IV. THE LASKER AWARD

In 1951 the Lasker Award was given Alcoholics Anonymous. The citation reads in part as follows:

"The American Public Health Association presents a Lasker Group Award 1951 to Alcoholics Anonymous in recognition of its unique and highly successful approach to that age-old public health and social problem, alcoholism... In emphasizing alcoholism as an illness, the social stigma associated with this condition is being blotted out... Historians may one day recognize Alcoholics Anonymous to have been a great venture in social pioneering which forged a new instrument for social action; a new therapy based on the kinship of common suffering; one having vast a potential for the myriad other ills of mankind."

V. THE RELIGIOUS VIEW ON A.A.

Clergymen of practically every denomination have given A.A. their blessing.

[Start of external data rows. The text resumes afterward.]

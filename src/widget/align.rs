//! Align widget - positions a single child within the offered space
//!
//! The child computes its natural size under the full offer; the container
//! adopts that size and then offsets itself (and the child) within the
//! offered space per the horizontal and vertical policies. Centering
//! divisions round per the context's overflow policy.

use crate::context::UiContext;
use crate::error::LayoutError;
use crate::geometry::{Point, Size};
use crate::widget::{Widget, WidgetCore};

#[derive(Clone, Copy, Debug, Default, PartialEq, Eq)]
pub enum HAlignment {
    Left,
    Right,
    #[default]
    Center,
}

#[derive(Clone, Copy, Debug, Default, PartialEq, Eq)]
pub enum VAlignment {
    Top,
    Bottom,
    #[default]
    Center,
}

/// Single-child container that aligns its child inside the offered space.
pub struct Align {
    core: WidgetCore,
    children: Vec<Box<dyn Widget>>,
    horizontal: HAlignment,
    vertical: VAlignment,
    available: Size,
}

impl Align {
    /// Centered on both axes; adjust with the builders.
    pub fn new(mut child: Box<dyn Widget>) -> Result<Self, LayoutError> {
        let core = WidgetCore::new();
        child.set_parent(core.id())?;
        Ok(Self {
            core,
            children: vec![child],
            horizontal: HAlignment::default(),
            vertical: VAlignment::default(),
            available: Size::ZERO,
        })
    }

    /// Alias for the default: centered on both axes.
    pub fn center(child: Box<dyn Widget>) -> Result<Self, LayoutError> {
        Self::new(child)
    }

    pub fn with_horizontal(mut self, horizontal: HAlignment) -> Self {
        self.horizontal = horizontal;
        self
    }

    pub fn with_vertical(mut self, vertical: VAlignment) -> Self {
        self.vertical = vertical;
        self
    }

    fn child_mut(&mut self) -> &mut Box<dyn Widget> {
        &mut self.children[0]
    }
}

impl Widget for Align {
    fn core(&self) -> &WidgetCore {
        &self.core
    }

    fn core_mut(&mut self) -> &mut WidgetCore {
        &mut self.core
    }

    fn children(&self) -> &[Box<dyn Widget>] {
        &self.children
    }

    fn children_mut(&mut self) -> &mut [Box<dyn Widget>] {
        &mut self.children
    }

    fn measure(&mut self, max: Size, ctx: &UiContext) -> Size {
        self.available = max;
        self.child_mut().calculate_size(max, ctx)
    }

    fn place(&mut self, origin: Point, ctx: &UiContext) {
        let size = self.core.rect().size();

        let mut aligned = origin;
        match self.horizontal {
            HAlignment::Left => {}
            HAlignment::Center => {
                aligned.x += ctx.halve((self.available.width - size.width).abs());
            }
            HAlignment::Right => aligned.x += self.available.width - size.width,
        }
        match self.vertical {
            VAlignment::Top => {}
            VAlignment::Center => {
                aligned.y += ctx.halve((self.available.height - size.height).abs());
            }
            VAlignment::Bottom => aligned.y += self.available.height - size.height,
        }

        self.child_mut().set_placement(aligned, ctx);
        // The container's own rect follows the child: it adopted the child's
        // size during measure, so the two rects coincide.
        self.core.rect_mut().set_origin(aligned);
    }
}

Edward Dowling, S.J.,* of the Queen's Work staff says, "Alcoholics Anonymous is natural; it is natural at the point where nature comes closest to the supernatural, namely in humiliations and in consequent humility. There is something spiritual about an art museum or a symphony, and the Catholic Church approves of our use of them. There is something spiritual about A.A. too, and Catholic participation in it almost invariably results in poor Catholics becoming better Catholics."

The Episcopal magazine, THE LIVING CHURCH, observes editorially: "The basis of the technique of Alcoholics Anonymous is the truly Christian principle that a man cannot help himself except by helping others. The A.A. plan is described by the members themselves as 'self-insurance.' This self-insurance has resulted in the restoration of physical, mental and spiritual health and self-respect to hundreds of man and women who would be hopelessly down and out without its unique but effective therapy."

Speaking at a dinner given by Mr. John D. Rockefeller to introduce Alcoholics Anonymous to some of his friends, Dr. Harry Emerson Fosdick remarked:

"I think that psychologically speaking there is a point of advantage in the approach that is being made in this movement that cannot be duplicated. I suspect that if it is wisely handled--and it seems to be in wise and prudent hands--there are doors of opportunity ahead of this project that may surpass our capacities to imagine."

* Father Ed, an early and wonderful friend of A.A., died in the Spring of 1960.

VI. HOW TO GET IN TOUCH WITH A.A.

In the United States and Canada, most towns and cities have A.A. groups. In such places, A.A. can be located through the local telephone directory, newspaper office, or police station, or by contacting local priests or ministers. In large cities, groups often maintain local offices where alcoholics or their families may arrange for interviews or hospitalization. These so-called intergroup associations are found under the listing "A.A." or "Alcoholics Anonymous" in telephone directories.

At New York, U.S.A., Alcoholics Anonymous maintains its international service center. The General Service Board of A.A. (the trustees) administers A.A.'s General Service Office, A.A. World Services, Inc., and our monthly magazine, the A.A. Grapevine.

If you cannot find A.A. in your locality, a letter addressed to Alcoholics Anonymous, Box 459, Grand Central Station, New York, NY 10163, U.S.A., will receive a prompt reply from this world center, referring you to the nearest A.A. group. If there is none nearby, you will be invited to carry on a correspondence which will do much to insure your sobriety no matter how isolated you are.

Should you be the relative or friend of an alcoholic who shows no immediate interest in A.A., it is suggested that you write the Al-Anon Family Groups, Inc., P. O. Box 862, Midtown Station, New York, NY 10018, U.S.A.

This is a world clearing house for the Al-Anon Family Groups, composed largely of the wives, husbands and friends of A.A. members. This headquarters will give the location of the nearest Family Group and will, if you wish, correspond with you about your special problems.